Passive income is income that requires little to no effort to earn and maintain. It is called progressive passive income when the earner expends little effort to grow the income. Examples of passive income include rental income and any business activities in which the earner does not materially participate.
Wikipedia Definition
Why you should care about earning Passive income in Australia
There is no such thing as job security. Surely you can see with the COVID-19 impact across the world and associated restrictions, that employees are all questioning their perceived job security, with unemployment rates rising.
Businesses, government departments and employees have all had radical shifts to their working conditions, with the majority of office workers shifting to more flexible, work from home arrangements.
So if your working from home, why does it matter if you are a PAY-G employee working for a bank or running your own business? Why not do both? Side-hustles and working second and third jobs used to be something only ‘weird’ people who didn’t have job security did, but now it is the norm.
The Side-hustle and gig economy is the new job security, as people realise that a diversified income stream is truly the only way to guarantee financial security. Gone are the days of slaving away for 40 years chained to a desk or a trade, to receive the golden handshake from your employer and retire happily ever after.
With ruthless pay and working conditions, and an ever increasing preservation age to access your retirement superannuation as the government shifts the goal post, retirement packages just aren’t what they used to be anymore.
You cannot rely on anyone for your financial health and support.
You cannot rely on your employer.
You cannot rely on your superannuation.
You cannot rely on the aged pension.
You cannot rely on anybody except yourself for your finances, especially your retirement. Got it?
Did you know the majority of people who work as an employee for their whole lives and then retire are actually at one of the highest risks of death? Who on Earth would want to work as a modern slave their entire life only to die of boredom when they finally got the key to unlock their golden handcuffs?
Because that is exactly what a wage is – a set of golden handcuffs. Some peoples handcuffs seem nicer than others – they might earn a much higher wage than you, but odds are if they are anything like the average person in western society, then they waste not only all of it but also resort to debt to fuel their lavish lifestyle of excess. High income earners are responsible for some of the most horrendous and heinous levels of credit card and other personal debt.
If you ever wish to break free from the PAY-G slip wage slave madness, then two things you really have to care about is 1. Living below your means, which will allow you to do the second thing which is 2. Create Passive income streams!

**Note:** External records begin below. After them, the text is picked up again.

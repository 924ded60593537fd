use crate::cli::TracingFormat;
use crate::config::Config;
use tracing_subscriber::layer::SubscriberExt;
use tracing_subscriber::util::SubscriberInitExt;
use tracing_subscriber::EnvFilter;

/// Configure and initialize logging for the application.
pub fn setup_logging(config: &Config, tracing_format: TracingFormat) {
    // Our own targets follow LOG_LEVEL; dependencies stay at warn unless
    // RUST_LOG says otherwise.
    let filter = EnvFilter::try_from_default_env().unwrap_or_else(|_| {
        let base_level = &config.log_level;
        EnvFilter::new(format!("warn,holiday_cache={base_level}"))
    });

    match tracing_format {
        TracingFormat::Pretty => {
            tracing_subscriber::registry()
                .with(filter)
                .with(tracing_subscriber::fmt::layer().with_target(true).compact())
                .init();
        }
        TracingFormat::Json => {
            tracing_subscriber::registry()
                .with(filter)
                .with(
                    tracing_subscriber::fmt::layer()
                        .with_target(true)
                        .json()
                        .flatten_event(true)
                        .with_current_span(true),
                )
                .init();
        }
    }
}
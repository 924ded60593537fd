//! Refresh decisions: when the cached payload should be fetched again.
//!
//! Two strategies share one [`RefreshSchedule`]:
//!
//! - **TTL**: refresh whenever the payload is older than a fixed age.
//! - **Scheduled**: refresh at most once per allowed local hour, with an
//!   optional emergency threshold that forces a refresh at any hour once the
//!   payload gets too old.
//!
//! An empty cache is always due. Evaluation is pure: it reads a
//! [`CacheEntry`] and the current time, nothing else.

use super::store::CacheEntry;
use chrono::{DateTime, NaiveDate, TimeDelta, TimeZone, Timelike, Utc};
use chrono_tz::Tz;
use serde::Serialize;
use std::collections::BTreeSet;
use std::time::Duration;

#[derive(Debug, thiserror::Error, PartialEq, Eq)]
pub enum ConfigError {
    #[error(
        "no refresh policy configured: set REFRESH_ALLOWED_HOURS, REFRESH_TTL or REFRESH_EMERGENCY_THRESHOLD"
    )]
    NoRefreshPolicy,
    #[error("refresh hour {0} is outside 0..=23")]
    HourOutOfRange(u8),
    #[error("{0} must be greater than zero")]
    ZeroDuration(&'static str),
}

#[derive(Debug, Clone, PartialEq, Eq)]
pub enum RefreshStrategy {
    Ttl {
        ttl: Duration,
    },
    Scheduled {
        allowed_hours: BTreeSet<u8>,
        emergency_threshold: Option<Duration>,
    },
}

/// Why a refresh is (or is not) due.
#[derive(Debug, Clone, Copy, PartialEq, Eq, Serialize)]
#[serde(rename_all = "camelCase")]
pub enum RefreshReason {
    /// Regular refresh: TTL expiry or a new allowed hour.
    Scheduled,
    /// Empty cache, or a payload older than the emergency threshold.
    Emergency,
    NotDue,
}

/// Earliest moment the schedule would refresh again. Advisory only.
#[derive(Debug, Clone, Copy, PartialEq, Eq, Serialize)]
#[serde(rename_all = "camelCase")]
pub struct NextEligible {
    pub at: DateTime<Utc>,
    /// Local hour of `at` in the schedule's time zone.
    pub hour: u8,
    /// `at` falls on a later local day than the evaluation time.
    pub next_day: bool,
}

#[derive(Debug, Clone, Copy, PartialEq, Eq)]
pub struct RefreshDecision {
    pub due: bool,
    pub reason: RefreshReason,
    pub next_eligible: NextEligible,
}

#[derive(Debug, Clone)]
pub struct RefreshSchedule {
    strategy: RefreshStrategy,
    timezone: Tz,
}

impl RefreshSchedule {
    pub fn ttl(ttl: Duration, timezone: Tz) -> Result<Self, ConfigError> {
        if ttl.is_zero() {
            return Err(ConfigError::ZeroDuration("REFRESH_TTL"));
        }
        Ok(Self {
            strategy: RefreshStrategy::Ttl { ttl },
            timezone,
        })
    }

    pub fn scheduled(
        allowed_hours: impl IntoIterator<Item = u8>,
        emergency_threshold: Option<Duration>,
        timezone: Tz,
    ) -> Result<Self, ConfigError> {
        let allowed_hours: BTreeSet<u8> = allowed_hours.into_iter().collect();
        if let Some(&hour) = allowed_hours.iter().find(|&&h| h > 23) {
            return Err(ConfigError::HourOutOfRange(hour));
        }
        if allowed_hours.is_empty() {
            return Err(ConfigError::NoRefreshPolicy);
        }
        if emergency_threshold.is_some_and(|d| d.is_zero()) {
            return Err(ConfigError::ZeroDuration("REFRESH_EMERGENCY_THRESHOLD"));
        }
        Ok(Self {
            strategy: RefreshStrategy::Scheduled {
                allowed_hours,
                emergency_threshold,
            },
            timezone,
        })
    }

    /// Pick a strategy from raw configuration values.
    ///
    /// Non-empty `allowed_hours` selects the scheduled strategy (the TTL is
    /// then unused). Otherwise the TTL strategy is used, falling back to the
    /// emergency threshold as the TTL. With none of the three set the cache
    /// would refresh once and never again, which is rejected.
    pub fn from_parts(
        allowed_hours: &[u8],
        ttl: Option<Duration>,
        emergency_threshold: Option<Duration>,
        timezone: Tz,
    ) -> Result<Self, ConfigError> {
        if !allowed_hours.is_empty() {
            return Self::scheduled(allowed_hours.iter().copied(), emergency_threshold, timezone);
        }
        match ttl.or(emergency_threshold) {
            Some(ttl) => Self::ttl(ttl, timezone),
            None => Err(ConfigError::NoRefreshPolicy),
        }
    }

    pub fn strategy(&self) -> &RefreshStrategy {
        &self.strategy
    }

    pub fn timezone(&self) -> Tz {
        self.timezone
    }

    /// Decide whether `entry` should be refreshed at `now`.
    pub fn evaluate(&self, now: DateTime<Utc>, entry: &CacheEntry) -> RefreshDecision {
        let next_eligible = self.next_eligible(now, entry);
        let decide = |due, reason| RefreshDecision {
            due,
            reason,
            next_eligible,
        };

        let Some(fetched_at) = entry.fetched_at.filter(|_| entry.has_payload()) else {
            return decide(true, RefreshReason::Emergency);
        };
        let age = now - fetched_at;

        match &self.strategy {
            RefreshStrategy::Ttl { ttl } => {
                if age > to_delta(*ttl) {
                    decide(true, RefreshReason::Scheduled)
                } else {
                    decide(false, RefreshReason::NotDue)
                }
            }
            RefreshStrategy::Scheduled {
                allowed_hours,
                emergency_threshold,
            } => {
                if emergency_threshold.is_some_and(|limit| age > to_delta(limit)) {
                    return decide(true, RefreshReason::Emergency);
                }

                let local_now = now.with_timezone(&self.timezone);
                if !allowed_hours.contains(&(local_now.hour() as u8)) {
                    return decide(false, RefreshReason::NotDue);
                }

                // One scheduled refresh per (local date, hour) slot.
                let local_fetch = fetched_at.with_timezone(&self.timezone);
                let same_slot = local_fetch.date_naive() == local_now.date_naive()
                    && local_fetch.hour() == local_now.hour();
                if same_slot {
                    decide(false, RefreshReason::NotDue)
                } else {
                    decide(true, RefreshReason::Scheduled)
                }
            }
        }
    }

    /// Compute the advisory next refresh time for diagnostics.
    pub fn next_eligible(&self, now: DateTime<Utc>, entry: &CacheEntry) -> NextEligible {
        let local_now = now.with_timezone(&self.timezone);

        match &self.strategy {
            RefreshStrategy::Ttl { ttl } => {
                let at = entry
                    .fetched_at
                    .map(|fetched_at| fetched_at + to_delta(*ttl))
                    .unwrap_or(now);
                let local_at = at.with_timezone(&self.timezone);
                NextEligible {
                    at,
                    hour: local_at.hour() as u8,
                    next_day: local_at.date_naive() > local_now.date_naive(),
                }
            }
            RefreshStrategy::Scheduled { allowed_hours, .. } => {
                let current = local_now.hour() as u8;
                let (hour, next_day) = match allowed_hours.range(current + 1..).next() {
                    Some(&hour) => (hour, false),
                    None => match allowed_hours.first() {
                        Some(&hour) => (hour, true),
                        None => (current, false),
                    },
                };

                let today = local_now.date_naive();
                let date = if next_day {
                    today.succ_opt().unwrap_or(today)
                } else {
                    today
                };

                NextEligible {
                    at: local_hour_start(self.timezone, date, hour).unwrap_or(now),
                    hour,
                    next_day,
                }
            }
        }
    }
}

/// Start of `hour` on `date` in `tz`. Hours skipped by a DST transition
/// resolve to the following hour.
fn local_hour_start(tz: Tz, date: NaiveDate, hour: u8) -> Option<DateTime<Utc>> {
    let naive = date.and_hms_opt(hour.into(), 0, 0)?;
    tz.from_local_datetime(&naive)
        .earliest()
        .or_else(|| tz.from_local_datetime(&(naive + TimeDelta::hours(1))).earliest())
        .map(|local| local.with_timezone(&Utc))
}

/// Configured durations are capped at a century so date arithmetic can't overflow.
fn to_delta(d: Duration) -> TimeDelta {
    let cap = TimeDelta::days(36_500);
    TimeDelta::from_std(d).map_or(cap, |delta| delta.min(cap))
}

Passive income ideas in Australia
Australia is slightly unique to some other countries you might be reading about Financial Independence in, due to our unique tax laws and other regulatory constraints as we have touched on above. Below I have collated a list of ideas that I either personally use or have used, or which I have thought sounded promising for potential passive income.
House hacking for passive income
Renting out a room in your House is a great idea to generate some extra passive income if you have the ability to. Obviously this isn’t an appropriate option for a lot of people (i.e. those with children or those with no spare rooms), but if you are able to then it can be quite lucrative.

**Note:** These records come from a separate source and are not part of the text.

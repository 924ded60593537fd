//! Error types for cache refreshes.

use crate::upstream::UpstreamError;
use crate::utils::fmt_duration;
use std::sync::Arc;
use std::time::Duration;

/// Outcome of a failed refresh, shared by every caller that joined it.
#[derive(Debug, Clone, thiserror::Error)]
pub enum RefreshError {
    #[error("upstream fetch failed: {0}")]
    Upstream(#[source] Arc<UpstreamError>),
    #[error("upstream fetch timed out after {}", fmt_duration(*.0))]
    Timeout(Duration),
    /// The refresh task panicked or was torn down by the runtime.
    #[error("refresh task aborted: {0}")]
    Aborted(String),
}
//! Configuration module for the holiday-cache application.
//!
//! Values come from an optional `holiday-cache.toml` in the working directory,
//! overridden by environment variables (read raw, e.g. `REFRESH_TTL`).

use crate::cache::{ConfigError, LatencyPolicy, RefreshSchedule};
use crate::upstream::HolidayApiConfig;
use chrono_tz::Tz;
use figment::Figment;
use figment::providers::{Env, Format, Toml};
use fundu::{DurationParser, TimeUnit};
use serde::{Deserialize, Deserializer};
use std::time::Duration;

/// Optional file merged beneath the environment.
pub const CONFIG_FILE: &str = "holiday-cache.toml";

const DEFAULT_UPSTREAM_BASE_URL: &str =
    "https://apis.data.go.kr/B090041/openapi/service/SpcdeInfoService";

#[derive(Debug, Clone, Deserialize)]
pub struct Config {
    /// Log level for this crate's targets; `RUST_LOG` overrides it entirely.
    #[serde(default = "default_log_level")]
    pub log_level: String,
    #[serde(default = "default_port")]
    pub port: u16,
    /// Grace period for in-flight requests on shutdown.
    #[serde(
        default = "default_shutdown_timeout",
        deserialize_with = "deserialize_duration"
    )]
    pub shutdown_timeout: Duration,

    #[serde(default = "default_upstream_base_url")]
    pub upstream_base_url: String,
    pub upstream_service_key: String,
    #[serde(default = "default_rows_per_page")]
    pub upstream_rows_per_page: u32,
    #[serde(
        default = "default_upstream_timeout",
        deserialize_with = "deserialize_duration"
    )]
    pub upstream_timeout: Duration,
    #[serde(default = "default_requests_per_minute")]
    pub upstream_requests_per_minute: u32,
    #[serde(default)]
    pub upstream_year: Option<i32>,

    /// Local hours at which a scheduled refresh may run, e.g. `10,12,14`.
    #[serde(default, deserialize_with = "deserialize_hours")]
    pub refresh_allowed_hours: Vec<u8>,
    #[serde(default, deserialize_with = "deserialize_optional_duration")]
    pub refresh_ttl: Option<Duration>,
    #[serde(default, deserialize_with = "deserialize_optional_duration")]
    pub refresh_emergency_threshold: Option<Duration>,
    #[serde(
        default = "default_timezone",
        deserialize_with = "deserialize_timezone"
    )]
    pub refresh_timezone: Tz,
    #[serde(default)]
    pub refresh_mode: LatencyPolicy,
    #[serde(
        default = "default_failure_cooldown",
        deserialize_with = "deserialize_duration"
    )]
    pub refresh_failure_cooldown: Duration,
    #[serde(default = "default_true")]
    pub refresh_warm_on_start: bool,
}

impl Config {
    /// The provider stack: TOML file first, environment on top.
    pub fn figment() -> Figment {
        Figment::new()
            .merge(Toml::file(CONFIG_FILE))
            .merge(Env::raw())
    }

    pub fn load() -> Result<Self, figment::Error> {
        Self::figment().extract()
    }

    /// Build the refresh schedule, rejecting configurations that would never
    /// refresh after the first fetch.
    pub fn refresh_schedule(&self) -> Result<RefreshSchedule, ConfigError> {
        RefreshSchedule::from_parts(
            &self.refresh_allowed_hours,
            self.refresh_ttl,
            self.refresh_emergency_threshold,
            self.refresh_timezone,
        )
    }

    /// A TTL that has no effect because allowed hours select scheduled mode.
    pub fn ignored_ttl(&self) -> Option<Duration> {
        self.refresh_ttl
            .filter(|_| !self.refresh_allowed_hours.is_empty())
    }

    pub fn holiday_api(&self) -> HolidayApiConfig {
        HolidayApiConfig {
            base_url: self.upstream_base_url.clone(),
            service_key: self.upstream_service_key.clone(),
            rows_per_page: self.upstream_rows_per_page,
            year: self.upstream_year,
            timezone: self.refresh_timezone,
            requests_per_minute: self.upstream_requests_per_minute,
            timeout: self.upstream_timeout,
        }
    }
}

fn default_log_level() -> String {
    "info".to_owned()
}

fn default_port() -> u16 {
    8080
}

fn default_shutdown_timeout() -> Duration {
    Duration::from_secs(8)
}

fn default_upstream_base_url() -> String {
    DEFAULT_UPSTREAM_BASE_URL.to_owned()
}

fn default_rows_per_page() -> u32 {
    30
}

fn default_upstream_timeout() -> Duration {
    Duration::from_secs(10)
}

fn default_requests_per_minute() -> u32 {
    30
}

fn default_timezone() -> Tz {
    chrono_tz::Asia::Seoul
}

fn default_failure_cooldown() -> Duration {
    Duration::from_secs(30)
}

fn default_true() -> bool {
    true
}

/// Parse a human duration such as `90s`, `15m`, `6h` or `2d`. A bare number
/// is read as seconds.
pub fn parse_duration(text: &str) -> Result<Duration, String> {
    let parser = DurationParser::with_time_units(&[
        TimeUnit::MilliSecond,
        TimeUnit::Second,
        TimeUnit::Minute,
        TimeUnit::Hour,
        TimeUnit::Day,
    ]);
    let parsed = parser
        .parse(text.trim())
        .map_err(|e| format!("invalid duration '{text}': {e}"))?;
    Duration::try_from(parsed).map_err(|e| format!("invalid duration '{text}': {e}"))
}

#[derive(Deserialize)]
#[serde(untagged)]
enum DurationInput {
    Seconds(u64),
    Text(String),
}

fn deserialize_duration<'de, D>(deserializer: D) -> Result<Duration, D::Error>
where
    D: Deserializer<'de>,
{
    match DurationInput::deserialize(deserializer)? {
        DurationInput::Seconds(secs) => Ok(Duration::from_secs(secs)),
        DurationInput::Text(text) => parse_duration(&text).map_err(serde::de::Error::custom),
    }
}

fn deserialize_optional_duration<'de, D>(deserializer: D) -> Result<Option<Duration>, D::Error>
where
    D: Deserializer<'de>,
{
    match Option::<DurationInput>::deserialize(deserializer)? {
        None => Ok(None),
        Some(DurationInput::Seconds(secs)) => Ok(Some(Duration::from_secs(secs))),
        Some(DurationInput::Text(text)) if text.trim().is_empty() => Ok(None),
        Some(DurationInput::Text(text)) => parse_duration(&text)
            .map(Some)
            .map_err(serde::de::Error::custom),
    }
}

#[derive(Deserialize)]
#[serde(untagged)]
enum HoursInput {
    List(Vec<u8>),
    Single(u8),
    Text(String),
}

/// Accepts a list, a single hour, or a comma/space separated string.
fn deserialize_hours<'de, D>(deserializer: D) -> Result<Vec<u8>, D::Error>
where
    D: Deserializer<'de>,
{
    match HoursInput::deserialize(deserializer)? {
        HoursInput::List(hours) => Ok(hours),
        HoursInput::Single(hour) => Ok(vec![hour]),
        HoursInput::Text(text) => parse_hours(&text).map_err(serde::de::Error::custom),
    }
}

/// Parse `"10,12, 14"` into hours. Range checking happens when the schedule
/// is built.
pub fn parse_hours(text: &str) -> Result<Vec<u8>, String> {
    text.split(|c: char| c == ',' || c.is_whitespace())
        .filter(|part| !part.is_empty())
        .map(|part| {
            part.parse::<u8>()
                .map_err(|_| format!("invalid refresh hour '{part}'"))
        })
        .collect()
}

fn deserialize_timezone<'de, D>(deserializer: D) -> Result<Tz, D::Error>
where
    D: Deserializer<'de>,
{
    let name = String::deserialize(deserializer)?;
    name.trim()
        .parse::<Tz>()
        .map_err(|e| serde::de::Error::custom(format!("unknown time zone '{name}': {e}")))
}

You can also rent out a car space you’re not using, a car port or even street parking in convenient locations using third parties such as Parkhound.
Businesses like AirBnB and Stays can be used to list your spare room or areas, but don’t forget you can also list them on free listing classifieds like Gumtree and Facebook Marketplace, as well as good old fashioned word of mouth through social networks.

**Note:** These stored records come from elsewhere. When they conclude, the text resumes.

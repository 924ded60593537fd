//! Header transport for cache snapshots.
//!
//! Header values must be visible ASCII, while holiday names are Korean. The
//! payload therefore travels as base64 of its JSON bytes in `X-Holiday-Data`,
//! and the diagnostics as JSON with every non-ASCII character `\u`-escaped in
//! `X-Cache-Info`. Both decode back to the original values.

use crate::cache::{CacheDiagnostics, CacheSnapshot};
use axum::http::header::ToStrError;
use axum::http::{HeaderMap, HeaderName, HeaderValue};
use base64::Engine;
use base64::engine::general_purpose::STANDARD;
use serde::Serialize;
use serde_json::Value;
use std::fmt::Write;
use tracing::warn;

pub static HOLIDAY_DATA: HeaderName = HeaderName::from_static("x-holiday-data");
pub static CACHE_INFO: HeaderName = HeaderName::from_static("x-cache-info");

#[derive(Debug, thiserror::Error)]
pub enum TransportError {
    #[error("header value is not visible ASCII")]
    NotAscii(#[from] ToStrError),
    #[error("header value is not valid base64")]
    Base64(#[from] base64::DecodeError),
    #[error("header value is not valid JSON")]
    Json(#[from] serde_json::Error),
    #[error("encoded value cannot be used as a header")]
    InvalidHeader(#[from] axum::http::header::InvalidHeaderValue),
}

/// `base64(JSON(payload))`.
pub fn encode_payload(payload: &Value) -> Result<HeaderValue, TransportError> {
    let json = serde_json::to_vec(payload)?;
    Ok(HeaderValue::try_from(STANDARD.encode(json))?)
}

pub fn decode_payload(value: &HeaderValue) -> Result<Value, TransportError> {
    let bytes = STANDARD.decode(value.to_str()?.trim())?;
    Ok(serde_json::from_slice(&bytes)?)
}

pub fn encode_cache_info(diagnostics: &CacheDiagnostics) -> Result<HeaderValue, TransportError> {
    Ok(HeaderValue::try_from(ascii_json(diagnostics)?)?)
}

/// Diagnostics come back as plain JSON; consumers only read fields off it.
pub fn decode_cache_info(value: &HeaderValue) -> Result<Value, TransportError> {
    Ok(serde_json::from_str(value.to_str()?)?)
}

/// Serialize to JSON that contains only ASCII, escaping everything else as
/// UTF-16 `\uXXXX` units.
fn ascii_json<T: Serialize>(value: &T) -> Result<String, serde_json::Error> {
    let json = serde_json::to_string(value)?;
    let mut out = String::with_capacity(json.len());
    for c in json.chars() {
        if c.is_ascii() {
            out.push(c);
        } else {
            let mut units = [0u16; 2];
            for unit in c.encode_utf16(&mut units) {
                let _ = write!(out, "\\u{unit:04x}");
            }
        }
    }
    Ok(out)
}

/// Header pairs describing `snapshot`. The data header is omitted when there
/// is no payload; a value that fails to encode is logged and skipped.
pub fn snapshot_headers(snapshot: &CacheSnapshot) -> Vec<(HeaderName, HeaderValue)> {
    let mut headers = Vec::with_capacity(2);

    if let Some(payload) = &snapshot.payload {
        match encode_payload(payload) {
            Ok(value) => headers.push((HOLIDAY_DATA.clone(), value)),
            Err(e) => warn!(error = %e, "Failed to encode holiday payload header"),
        }
    }

    match encode_cache_info(&snapshot.diagnostics) {
        Ok(value) => headers.push((CACHE_INFO.clone(), value)),
        Err(e) => warn!(error = %e, "Failed to encode cache info header"),
    }

    headers
}

/// What a consumer reads back off the side channel.
#[derive(Debug, Default)]
pub struct DecodedSnapshot {
    pub payload: Option<Value>,
    pub cache_info: Option<Value>,
}

/// Decode both transport headers; a missing header decodes to `None`.
pub fn read_snapshot_headers(headers: &HeaderMap) -> Result<DecodedSnapshot, TransportError> {
    let payload = headers.get(&HOLIDAY_DATA).map(decode_payload).transpose()?;
    let cache_info = headers.get(&CACHE_INFO).map(decode_cache_info).transpose()?;
    Ok(DecodedSnapshot {
        payload,
        cache_info,
    })
}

Just be careful with doing this and make sure you understand the bigger picture; as I was recently explained, there can be some implications when it comes to insurance and taxation on renting out rooms in your place.
For example, in some countries (such as the USA) renting out a room can be considered a business rather than simply cohabitation – this means you are liable to pay tax on the income, as well as potentially voiding your personal (PPOR) home and contents insurance. This might even mean you will need to go out and purchase extra public liability insurance, should your boarder find themselves in a pickle and want to sue you. Furthermore, you may be invalidating your primary place of residence from your capital gains tax exemption, resulting in a hefty future tax bill should you ever sell the property.
Accordingly, a much cheaper and less risky option may be to seek approval to sub-lease empty rooms on a property to you rent – since rent-vesting is usually a better (more profitable) option than buying your own home, your probably doing this anyway. Just make sure you have written approval, since otherwise this might violate the terms of your lease and you could find yourself with an eviction notice.
Finally, consider the issues with communal living. After spending a good portion of my life in communal living arrangements such as dorm rooms and moving back in with family to look after them during periods of serious illness, I’m pretty bloody excited to have my own place to call home.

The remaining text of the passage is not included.